TO DO: Below are records; count the lines that hold the string "dropping" and give only the count.

◆ ◆ ◆

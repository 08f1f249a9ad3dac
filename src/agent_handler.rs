//! Behavior for frames arriving from remote-agent connections.
//!
//! Three concerns meet here: routing responses back to the client that
//! asked, side-effecting persistent state on specific successful response
//! kinds, and translating the agent-side error taxonomy into the codes
//! dashboards understand. An unroutable response is an expected race with
//! timeout or disconnect, never an error.

use std::sync::Arc;

use serde_json::Value;

use crate::connections::{watch_key, Connection};
use crate::errors::{error_frame, normalize_agent_error};
use crate::gateway::GatewayState;
use crate::protocol::{
    classify, FileUpdateFrame, LogChunkFrame, MessageKind, TaskKind, TaskResponseFrame,
};

pub async fn handle_agent_frame(state: &GatewayState, conn: &Arc<Connection>, frame: Value) {
    match classify(&frame) {
        MessageKind::TaskResponse => task_response(state, conn, frame).await,
        MessageKind::Broadcast => broadcast(state, conn, frame).await,
        MessageKind::LogChunk => log_chunk(state, frame),
        MessageKind::FileUpdate => file_update(state, conn, frame),
        MessageKind::Hello => hello(conn),
        MessageKind::Error => {}
        other => {
            tracing::warn!(
                target = "gateway::agent",
                connection = %conn.id,
                kind = ?other,
                "ignoring unexpected frame from agent"
            );
        }
    }
}

fn hello(conn: &Connection) {
    let ack = serde_json::json!({ "kind": "hello_ack", "connectionId": conn.id.to_string() });
    if let Err(error) = conn.send(&ack) {
        tracing::warn!(
            target = "gateway::agent",
            connection = %conn.id,
            error = %error,
            "hello ack send failed"
        );
    }
}

async fn task_response(state: &GatewayState, conn: &Arc<Connection>, raw: Value) {
    let parsed: TaskResponseFrame = match serde_json::from_value(raw.clone()) {
        Ok(parsed) => parsed,
        Err(error) => {
            tracing::warn!(
                target = "gateway::agent",
                connection = %conn.id,
                error = %error,
                "dropping malformed task response"
            );
            return;
        }
    };

    // Failures carrying a structured error object get normalized and
    // answered directly; they never fall through to generic routing.
    if !parsed.success {
        if let Some(report) = parsed.error.as_ref() {
            let Some(pending) = state.manager.remove_pending_request(&parsed.task_id) else {
                tracing::warn!(
                    target = "gateway::agent",
                    task_id = %parsed.task_id,
                    "could not route task failure: no pending request"
                );
                return;
            };
            let normalized = normalize_agent_error(report.code.as_deref(), &report.message);
            let frame = error_frame(
                normalized.code,
                &normalized.message,
                None,
                Some(&parsed.task_id),
            );
            if let Err(error) = pending.client.send(&frame) {
                tracing::warn!(
                    target = "gateway::agent",
                    task_id = %parsed.task_id,
                    connection = %pending.client.id,
                    error = %error,
                    "normalized error send failed"
                );
            }
            return;
        }
    }

    let Some(pending) = state.manager.get_pending_request(&parsed.task_id) else {
        tracing::warn!(
            target = "gateway::agent",
            task_id = %parsed.task_id,
            "could not route response: no pending request"
        );
        return;
    };

    let mut routed = raw;
    routed["kind"] = Value::String(pending.kind.response_kind().to_string());
    if !state
        .manager
        .route_response_to_client(&parsed.task_id, &routed)
    {
        return;
    }

    if parsed.success {
        match pending.kind {
            TaskKind::Deploy => {
                persist_deploy(state, &conn.tenant, parsed.data.as_ref()).await;
            }
            TaskKind::RemoveService => {
                persist_service_removal(state, &conn.tenant, parsed.data.as_ref()).await;
            }
            _ => {}
        }
    }
}

async fn persist_deploy(state: &GatewayState, tenant: &str, data: Option<&Value>) {
    let Some((instance_id, name)) = service_fields(data) else {
        tracing::debug!(
            target = "gateway::agent",
            tenant = %tenant,
            "deploy response carried no service fields"
        );
        return;
    };
    if let Err(error) = state
        .platform
        .services
        .upsert_service(tenant, instance_id, name)
        .await
    {
        tracing::warn!(
            target = "gateway::agent",
            tenant = %tenant,
            instance = %instance_id,
            service = %name,
            error = %error,
            "service upsert failed"
        );
    }
}

async fn persist_service_removal(state: &GatewayState, tenant: &str, data: Option<&Value>) {
    let Some((instance_id, name)) = service_fields(data) else {
        tracing::debug!(
            target = "gateway::agent",
            tenant = %tenant,
            "removal response carried no service fields"
        );
        return;
    };
    if let Err(error) = state
        .platform
        .services
        .remove_service(tenant, instance_id, name)
        .await
    {
        tracing::warn!(
            target = "gateway::agent",
            tenant = %tenant,
            instance = %instance_id,
            service = %name,
            error = %error,
            "service removal failed"
        );
    }
}

fn service_fields(data: Option<&Value>) -> Option<(&str, &str)> {
    let data = data?;
    let instance_id = data.get("instance_id").and_then(Value::as_str)?;
    let name = data.get("name").and_then(Value::as_str)?;
    Some((instance_id, name))
}

/// Status/update reports: pipe instance-bearing payloads through the
/// update sink, then fan the raw frame out to the tenant's clients.
async fn broadcast(state: &GatewayState, conn: &Arc<Connection>, frame: Value) {
    if let Some(instance_id) = frame.get("instance_id").and_then(Value::as_str) {
        if let Err(error) = state
            .platform
            .updates
            .process_update(&conn.tenant, instance_id, &frame)
            .await
        {
            tracing::warn!(
                target = "gateway::agent",
                tenant = %conn.tenant,
                instance = %instance_id,
                error = %error,
                "update processing failed"
            );
        }
    }
    state.notifier.broadcast(&conn.tenant, &frame).await;
}

/// Forward a chunk to the stream's subscriber. A dead subscriber socket
/// removes the now-useless subscription; an unknown stream id is silently
/// ignored (superseded or unsubscribed).
fn log_chunk(state: &GatewayState, frame: Value) {
    let parsed: LogChunkFrame = match serde_json::from_value(frame.clone()) {
        Ok(parsed) => parsed,
        Err(error) => {
            tracing::warn!(
                target = "gateway::agent",
                error = %error,
                "dropping malformed log chunk"
            );
            return;
        }
    };
    let Some(sub) = state.manager.get_log_stream(&parsed.stream_id) else {
        tracing::debug!(
            target = "gateway::agent",
            stream_id = %parsed.stream_id,
            "log chunk for unknown stream"
        );
        return;
    };
    if let Err(error) = sub.client.send(&frame) {
        state.manager.remove_log_stream(&parsed.stream_id);
        tracing::error!(
            target = "gateway::agent",
            stream_id = %parsed.stream_id,
            connection = %sub.client.id,
            error = %error,
            "removed log stream after dead-socket send"
        );
    }
}

/// Fan a filesystem change event out to the watch key's subscribers.
/// Individual dead sockets are logged and skipped without aborting the
/// rest of the broadcast.
fn file_update(state: &GatewayState, conn: &Arc<Connection>, frame: Value) {
    let parsed: FileUpdateFrame = match serde_json::from_value(frame.clone()) {
        Ok(parsed) => parsed,
        Err(error) => {
            tracing::warn!(
                target = "gateway::agent",
                error = %error,
                "dropping malformed file update"
            );
            return;
        }
    };
    let key = watch_key(&parsed.instance_id, &parsed.event.path);
    let subscribers = state.manager.file_watch_subscribers(&key);
    let mut attempted = 0usize;
    let mut sent = 0usize;
    for id in subscribers {
        // Subscribers that already disconnected resolve to nothing.
        let Some(target) = state.manager.connection(&conn.tenant, id) else {
            continue;
        };
        if !target.is_open() {
            continue;
        }
        attempted += 1;
        match target.send(&frame) {
            Ok(()) => sent += 1,
            Err(error) => {
                tracing::warn!(
                    target = "gateway::agent",
                    watch_key = %key,
                    connection = %target.id,
                    error = %error,
                    "file update send failed"
                );
            }
        }
    }
    tracing::debug!(
        target = "gateway::agent",
        watch_key = %key,
        sent,
        attempted,
        "file update fanned out"
    );
}
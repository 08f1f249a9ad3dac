use std::time::Duration;

use clap::Parser;

#[derive(Debug, Parser, Clone)]
#[command(name = "fleet-gateway")]
#[command(about = "Control-plane WebSocket gateway for cluster dashboards and agents")]
pub struct Config {
    /// Address the gateway listens on.
    #[arg(long, default_value = "127.0.0.1:8440")]
    pub listen: String,

    #[arg(long, default_value = "info")]
    pub log_level: String,

    /// Seconds a cached tenant status snapshot stays replayable.
    #[arg(long, default_value_t = 300)]
    pub status_cache_ttl_secs: u64,

    /// Seconds a minted agent-access token stays valid.
    #[arg(long, default_value_t = 900)]
    pub agent_token_ttl_secs: u64,

    /// Seed the instance directory: repeatable `instanceId=tenantId`.
    #[arg(long = "instance")]
    pub instances: Vec<String>,
}

impl Config {
    pub fn status_cache_ttl(&self) -> Duration {
        Duration::from_secs(self.status_cache_ttl_secs)
    }

    pub fn agent_token_ttl(&self) -> Duration {
        Duration::from_secs(self.agent_token_ttl_secs)
    }

    pub fn instance_pairs(&self) -> Vec<(String, String)> {
        self.instances
            .iter()
            .filter_map(|entry| {
                let (instance, tenant) = entry.split_once('=')?;
                let instance = instance.trim();
                let tenant = tenant.trim();
                if instance.is_empty() || tenant.is_empty() {
                    return None;
                }
                Some((instance.to_string(), tenant.to_string()))
            })
            .collect()
    }
}
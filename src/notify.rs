//! Fan-out broadcast to every dashboard connection of a tenant.

use std::sync::Arc;
use std::time::Duration;

use serde_json::Value;

use crate::connections::ConnectionManager;
use crate::platform::StatusCache;

/// Cache key for the most recent broadcast payload of a tenant.
pub fn status_cache_key(tenant: &str) -> String {
    format!("cluster:{tenant}:status")
}

pub struct ClientNotifier {
    manager: Arc<ConnectionManager>,
    cache: Arc<dyn StatusCache>,
    cache_ttl: Duration,
}

impl ClientNotifier {
    pub fn new(
        manager: Arc<ConnectionManager>,
        cache: Arc<dyn StatusCache>,
        cache_ttl: Duration,
    ) -> Self {
        Self {
            manager,
            cache,
            cache_ttl,
        }
    }

    /// Push `frame` to every open client connection of `tenant`, then cache
    /// it as the tenant's last-known status so a later subscribe can replay
    /// it. One bad connection never blocks delivery to the rest. Returns
    /// the number of successful sends.
    pub async fn broadcast(&self, tenant: &str, frame: &Value) -> usize {
        let clients = self.manager.clients(tenant);
        let mut sent = 0usize;
        for conn in &clients {
            if !conn.is_open() {
                tracing::debug!(
                    target = "gateway::notify",
                    tenant = %tenant,
                    connection = %conn.id,
                    "skipping closed client connection"
                );
                continue;
            }
            match conn.send(frame) {
                Ok(()) => sent += 1,
                Err(error) => {
                    tracing::warn!(
                        target = "gateway::notify",
                        tenant = %tenant,
                        connection = %conn.id,
                        error = %error,
                        "broadcast send failed"
                    );
                }
            }
        }
        tracing::debug!(
            target = "gateway::notify",
            tenant = %tenant,
            sent,
            clients = clients.len(),
            "broadcast delivered"
        );

        if let Err(error) = self
            .cache
            .put(&status_cache_key(tenant), frame.clone(), self.cache_ttl)
            .await
        {
            tracing::warn!(
                target = "gateway::notify",
                tenant = %tenant,
                error = %error,
                "failed to cache broadcast payload"
            );
        }
        sent
    }
}
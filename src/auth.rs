//! Two-tier PIN authorization gate.
//!
//! Two independent credential slots: **staff** (gates opening the drawer)
//! and **admin** (gates settings and PIN rotation). Each slot is a tiny
//! state machine — `Unset` until the first successful prompt bootstraps it,
//! then `Set` forever (only deleting the config record externally resets it).
//!
//! Every operation resolves to a plain `bool`. Callers cannot tell a wrong
//! PIN from a cancelled prompt; that is deliberate, so a failed attempt
//! yields no guessing feedback. Cancellation never mutates anything.

use std::sync::Arc;

use tracing::{info, warn};
use zeroize::Zeroize;

use crate::config::{ConfigPatch, ConfigStore, DeviceConfig};
use crate::credentials;
use crate::ui::OperatorUi;

/// The two credential slots. No shared namespace — a staff PIN equal to the
/// admin PIN is two separate credentials.
#[derive(Debug, Clone, Copy, PartialEq, Eq)]
enum Slot {
    Staff,
    Admin,
}

impl Slot {
    fn label(self) -> &'static str {
        match self {
            Self::Staff => "staff",
            Self::Admin => "admin",
        }
    }

    fn stored_hash(self, cfg: &DeviceConfig) -> Option<&str> {
        match self {
            Self::Staff => cfg.staff_pin_hash.as_deref(),
            Self::Admin => cfg.admin_pin_hash.as_deref(),
        }
    }

    fn patch(self, hash: String) -> ConfigPatch {
        match self {
            Self::Staff => ConfigPatch::staff_pin_hash(hash),
            Self::Admin => ConfigPatch::admin_pin_hash(hash),
        }
    }
}

/// PIN gate in front of the drawer and settings operations.
pub struct AuthorizationGate {
    store: Arc<ConfigStore>,
    ui: Arc<dyn OperatorUi>,
}

impl AuthorizationGate {
    pub fn new(store: Arc<ConfigStore>, ui: Arc<dyn OperatorUi>) -> Self {
        Self { store, ui }
    }

    /// Verify the admin PIN, or bootstrap it on first use.
    ///
    /// Idempotent across retries: once a bootstrap has persisted a hash,
    /// every later call takes the verify path.
    pub async fn verify_or_bootstrap_admin(&self, cfg: &DeviceConfig) -> bool {
        self.verify_or_bootstrap(cfg, Slot::Admin).await
    }

    /// Verify the staff PIN, or bootstrap it on first use. No admin gate —
    /// any operator may set the staff PIN the first time.
    pub async fn verify_or_bootstrap_staff(&self, cfg: &DeviceConfig) -> bool {
        self.verify_or_bootstrap(cfg, Slot::Staff).await
    }

    /// Rotate the staff PIN. Admin-gated; a single entry, no confirmation.
    pub async fn change_staff_pin(&self, cfg: &DeviceConfig) -> bool {
        if !self.verify_or_bootstrap_admin(cfg).await {
            return false;
        }
        let Some(mut pin) = self.capture("Change staff PIN", "New staff PIN").await else {
            return false;
        };
        let hash = credentials::hash_pin(&pin);
        pin.zeroize();
        self.persist(Slot::Staff, hash).await
    }

    /// Rotate the admin PIN. Requires the current admin PIN (or bootstrap if
    /// unset), then a new entry plus a confirmation re-entry.
    pub async fn change_admin_pin(&self, cfg: &DeviceConfig) -> bool {
        if !self.verify_or_bootstrap_admin(cfg).await {
            return false;
        }
        let Some(mut pin) = self.capture("Change admin PIN", "New admin PIN").await else {
            return false;
        };
        let Some(mut confirm) = self
            .capture("Change admin PIN", "Confirm new admin PIN")
            .await
        else {
            pin.zeroize();
            return false;
        };

        let matched = pin == confirm;
        confirm.zeroize();
        if !matched {
            pin.zeroize();
            self.ui.show_error("Change admin PIN", "PINs didn't match");
            return false;
        }

        let hash = credentials::hash_pin(&pin);
        pin.zeroize();
        self.persist(Slot::Admin, hash).await
    }

    // -----------------------------------------------------------------------
    // Internals
    // -----------------------------------------------------------------------

    async fn verify_or_bootstrap(&self, cfg: &DeviceConfig, slot: Slot) -> bool {
        match slot.stored_hash(cfg) {
            None => self.bootstrap(slot).await,
            Some(stored) => self.verify(slot, stored).await,
        }
    }

    async fn bootstrap(&self, slot: Slot) -> bool {
        let title = match slot {
            Slot::Staff => "Set staff PIN",
            Slot::Admin => "Set admin PIN",
        };
        let Some(mut pin) = self.capture(title, "New PIN").await else {
            return false;
        };
        let hash = credentials::hash_pin(&pin);
        pin.zeroize();
        if !self.persist(slot, hash).await {
            return false;
        }
        info!(slot = slot.label(), "PIN bootstrapped");
        true
    }

    async fn verify(&self, slot: Slot, stored_hash: &str) -> bool {
        let title = match slot {
            Slot::Staff => "Staff PIN required",
            Slot::Admin => "Admin PIN required",
        };
        let Some(mut pin) = self.capture(title, "PIN").await else {
            return false;
        };
        let ok = credentials::pin_matches(&pin, stored_hash);
        pin.zeroize();
        if !ok {
            warn!(slot = slot.label(), "PIN verification failed");
        }
        ok
    }

    /// Prompt for a secret. Empty input counts as cancellation — the host's
    /// modal reports both the same way, and an empty PIN would be a
    /// credential nobody can re-enter on purpose.
    async fn capture(&self, title: &str, label: &str) -> Option<String> {
        let pin = self.ui.prompt_secret(title, label).await?;
        if pin.is_empty() {
            return None;
        }
        Some(pin)
    }

    async fn persist(&self, slot: Slot, hash: String) -> bool {
        match self.store.save(slot.patch(hash)).await {
            Ok(()) => true,
            Err(e) => {
                warn!(slot = slot.label(), error = %e, "failed to persist PIN hash");
                false
            }
        }
    }
}

// ===========================================================================
// Tests
// ===========================================================================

◆ ◆ ◆

ANSWER BOX: 3